Chronique du 10 décembre 2021
Sur les ondes de RCF: @ lien
Avec nous on retrouve par téléphone le professeur Jacques Cohen pour sa chronique d’actualité. Bonjour professeur.
Bonjour.
Et on continue de s’intéresser à la Covid-19 avec des nouvelles du front, si j’ose dire, et notamment une première question, JC, sur les vaccins. C’est vrai qu’au moment où on milite pour la troisième dose, JC, on est en droit de se demander est-ce que les vaccins protègent vraiment ?

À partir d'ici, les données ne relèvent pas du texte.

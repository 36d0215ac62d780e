// Copyright 2019-2020 Benjamin Fry <benjaminfry@me.com>
//
// Licensed under the Apache License, Version 2.0, <LICENSE-APACHE or
// http://apache.org/licenses/LICENSE-2.0> or the MIT license <LICENSE-MIT or
// http://opensource.org/licenses/MIT>, at your option. This file may not be
// copied, modified, or distributed except according to those terms.

//! Loading and generating the application configuration file
//!
//! The file is a JSON array of objects:
//!
//! ```json
//! [
//!   { "name": "Sleep", "path": "sleep", "arguments": "3600" }
//! ]
//! ```
//!
//! `arguments` is optional and is split with shell quoting rules at launch.

use std::fs;
use std::path::Path;

use serde::{Deserialize, Serialize};
use tracing::debug;

use crate::error::ErrorKind;
use crate::Error;

pub const DEFAULT_CONFIG_FILE: &str = "config.json";

/// A named program that may be started by the supervisor
#[derive(Clone, Debug, PartialEq, Eq, Serialize)]
pub struct ApplicationDefinition {
    name: String,
    path: String,
    arguments: String,
}

impl ApplicationDefinition {
    pub fn new(
        name: impl Into<String>,
        path: impl Into<String>,
        arguments: impl Into<String>,
    ) -> Self {
        Self {
            name: name.into(),
            path: path.into(),
            arguments: arguments.into(),
        }
    }

    pub fn name(&self) -> &str {
        &self.name
    }

    /// Executable, either absolute or resolved from `PATH`
    pub fn path(&self) -> &str {
        &self.path
    }

    pub fn arguments(&self) -> &str {
        &self.arguments
    }
}

/// As written in the file, before validation
#[derive(Debug, Deserialize)]
struct RawDefinition {
    name: Option<String>,
    path: Option<String>,
    arguments: Option<String>,
}

impl RawDefinition {
    fn validate(self, index: usize) -> Result<ApplicationDefinition, String> {
        let name = match self.name {
            Some(name) if !name.trim().is_empty() => name,
            Some(_) => return Err(format!("entry {} has an empty name", index)),
            None => return Err(format!("entry {} is missing a name", index)),
        };

        let path = match self.path {
            Some(path) if !path.trim().is_empty() => path,
            Some(_) => return Err(format!("'{}' has an empty path", name)),
            None => return Err(format!("'{}' is missing a path", name)),
        };

        Ok(ApplicationDefinition {
            name,
            path,
            arguments: self.arguments.unwrap_or_default(),
        })
    }
}

/// Parses and validates the contents of a configuration file
///
/// Either every record is complete, or the whole load fails.
pub fn parse(path: &Path, json: &str) -> Result<Vec<ApplicationDefinition>, Error> {
    let config_error = |reason: String| ErrorKind::ConfigLoad {
        path: path.to_path_buf(),
        reason,
    };

    let raw: Vec<RawDefinition> =
        serde_json::from_str(json).map_err(|e| config_error(e.to_string()))?;

    let definitions = raw
        .into_iter()
        .enumerate()
        .map(|(index, raw)| raw.validate(index))
        .collect::<Result<Vec<_>, _>>()
        .map_err(config_error)?;

    debug!(path = %path.display(), count = definitions.len(), "parsed configuration");
    Ok(definitions)
}

/// Reads the configuration file at `path`
pub fn load(path: &Path) -> Result<Vec<ApplicationDefinition>, Error> {
    let json = fs::read_to_string(path).map_err(|e| ErrorKind::ConfigLoad {
        path: path.to_path_buf(),
        reason: e.to_string(),
    })?;

    parse(path, &json)
}

/// The programs written to a freshly generated configuration
pub fn default_definitions() -> Vec<ApplicationDefinition> {
    vec![
        ApplicationDefinition::new("Sleep", "sleep", "3600"),
        ApplicationDefinition::new("Tail", "tail", "-f /dev/null"),
    ]
}

/// Writes the default configuration to `path`, replacing anything there
pub fn write_default(path: &Path) -> Result<(), Error> {
    let json = serde_json::to_string_pretty(&default_definitions())?;

    fs::write(path, json)?;
    debug!(path = %path.display(), "wrote default configuration");
    Ok(())
}

#[cfg(test)]
mod tests {
    use super::*;

    fn parse_str(json: &str) -> Result<Vec<ApplicationDefinition>, Error> {
        parse(Path::new("test.json"), json)
    }

    fn assert_config_error(result: Result<Vec<ApplicationDefinition>, Error>, needle: &str) {
        match result {
            Err(err) => match err.kind() {
                ErrorKind::ConfigLoad { reason, .. } => {
                    assert!(reason.contains(needle), "unexpected reason: {}", reason)
                }
                other => panic!("expected a config error, got: {:?}", other),
            },
            Ok(defs) => panic!("expected failure, got: {:?}", defs),
        }
    }

    #[test]
    fn test_parse_defaults_missing_arguments() {
        let defs = parse_str(
            r#"[
                {"name": "Editor", "path": "/usr/bin/vi"},
                {"name": "Clock", "path": "watch", "arguments": "-n 1 date"}
            ]"#,
        )
        .expect("valid config");

        assert_eq!(defs.len(), 2);
        assert_eq!(defs[0], ApplicationDefinition::new("Editor", "/usr/bin/vi", ""));
        assert_eq!(defs[1].arguments(), "-n 1 date");
    }

    #[test]
    fn test_parse_ignores_unknown_fields() {
        let defs = parse_str(r#"[{"name": "a", "path": "b", "comment": "hi"}]"#)
            .expect("valid config");
        assert_eq!(defs[0].name(), "a");
    }

    #[test]
    fn test_parse_rejects_empty_name() {
        assert_config_error(
            parse_str(r#"[{"name": "  ", "path": "sleep"}]"#),
            "empty name",
        );
    }

    #[test]
    fn test_parse_rejects_missing_fields() {
        assert_config_error(parse_str(r#"[{"path": "sleep"}]"#), "missing a name");
        assert_config_error(parse_str(r#"[{"name": "Sleep"}]"#), "missing a path");
    }

    #[test]
    fn test_parse_rejects_malformed_json() {
        let err = parse_str(r#"[{"name": "Sleep", "path": }]"#).unwrap_err();
        assert!(matches!(err.kind(), ErrorKind::ConfigLoad { .. }));

        let err = parse_str(r#"{"name": "Sleep"}"#).unwrap_err();
        assert!(matches!(err.kind(), ErrorKind::ConfigLoad { .. }));
    }

    #[test]
    fn test_load_missing_file() {
        let dir = tempfile::tempdir().expect("tempdir");
        let err = load(&dir.path().join("nope.json")).unwrap_err();
        assert!(matches!(err.kind(), ErrorKind::ConfigLoad { .. }));
    }

    #[test]
    fn test_default_round_trip() {
        let dir = tempfile::tempdir().expect("tempdir");
        let path = dir.path().join(DEFAULT_CONFIG_FILE);

        write_default(&path).expect("failed to write default");
        let loaded = load(&path).expect("failed to load default");

        assert_eq!(loaded, default_definitions());
    }
}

Les vaccins protègent pour l’instant des formes graves d’une façon franchement significative. C’est une chose importante à dire, car les vaccins protègent beaucoup moins contre la contamination, mais la plupart des vaccinés font des formes très atténuées par rapport à ce qu’ils auraient fait, compte tenu de leurs facteurs de risque, sans avoir reçu le vaccin. La vaccination ne réduit pas suffisamment la diffusion virale pour éviter les pics, là-dessus nous sommes tout à fait déçus, mais cela fait plusieurs mois qu’on s’en doute, cela a des implications sur les choix de stratégie vaccinale, mais ce n’est pas ce que nous traiterons aujourd’hui.
Donc, la diminution de la contagiosité par le vaccin qui pourrait être utilisée pour contribuer à l’éradication ou à diminuer la densité virale en période de basses eaux, quand il y a peu de circulation (en période de pic cela ne sert pratiquement à rien puisque la réduction ne dépasse pas l’ordre de 50%). En revanche, pour ce qui est de la gravité de la maladie, là, la chose est tout à fait nette. Si on regarde les statistiques de patients en réanimation ou sous oxygène, il n’y a pas photo, la réduction est de l’ordre de 10 fois, mais elle n’est pas homogène quand je dis 10 fois parce qu’on réduit beaucoup moins les formes graves chez les sujets en mauvais état que sur des sujets en assez bonne santé. Donc là aussi, il ne faut pas infantiliser la population : les sujets très âgés, fragiles, ou avec des raisons de mal répondre au vaccin, restent vulnérables malgré le vaccin et il faut prévoir des stratégies de protection pour eux qui soient différentes, basées en grande partie sur la distanciation sociale et j’espère bientôt sur les anticorps ou les médicaments en tout début d’infection. Mais malheureusement pour l’instant, on ne dispose que de quantités misérables d’anticorps monoclonaux. Les médicaments eux, il n’y en a pas du tout en France, et nous sommes là dans cette vague, je l’espère pour la dernière fois, où nous n’avons guère de moyens d’intervention.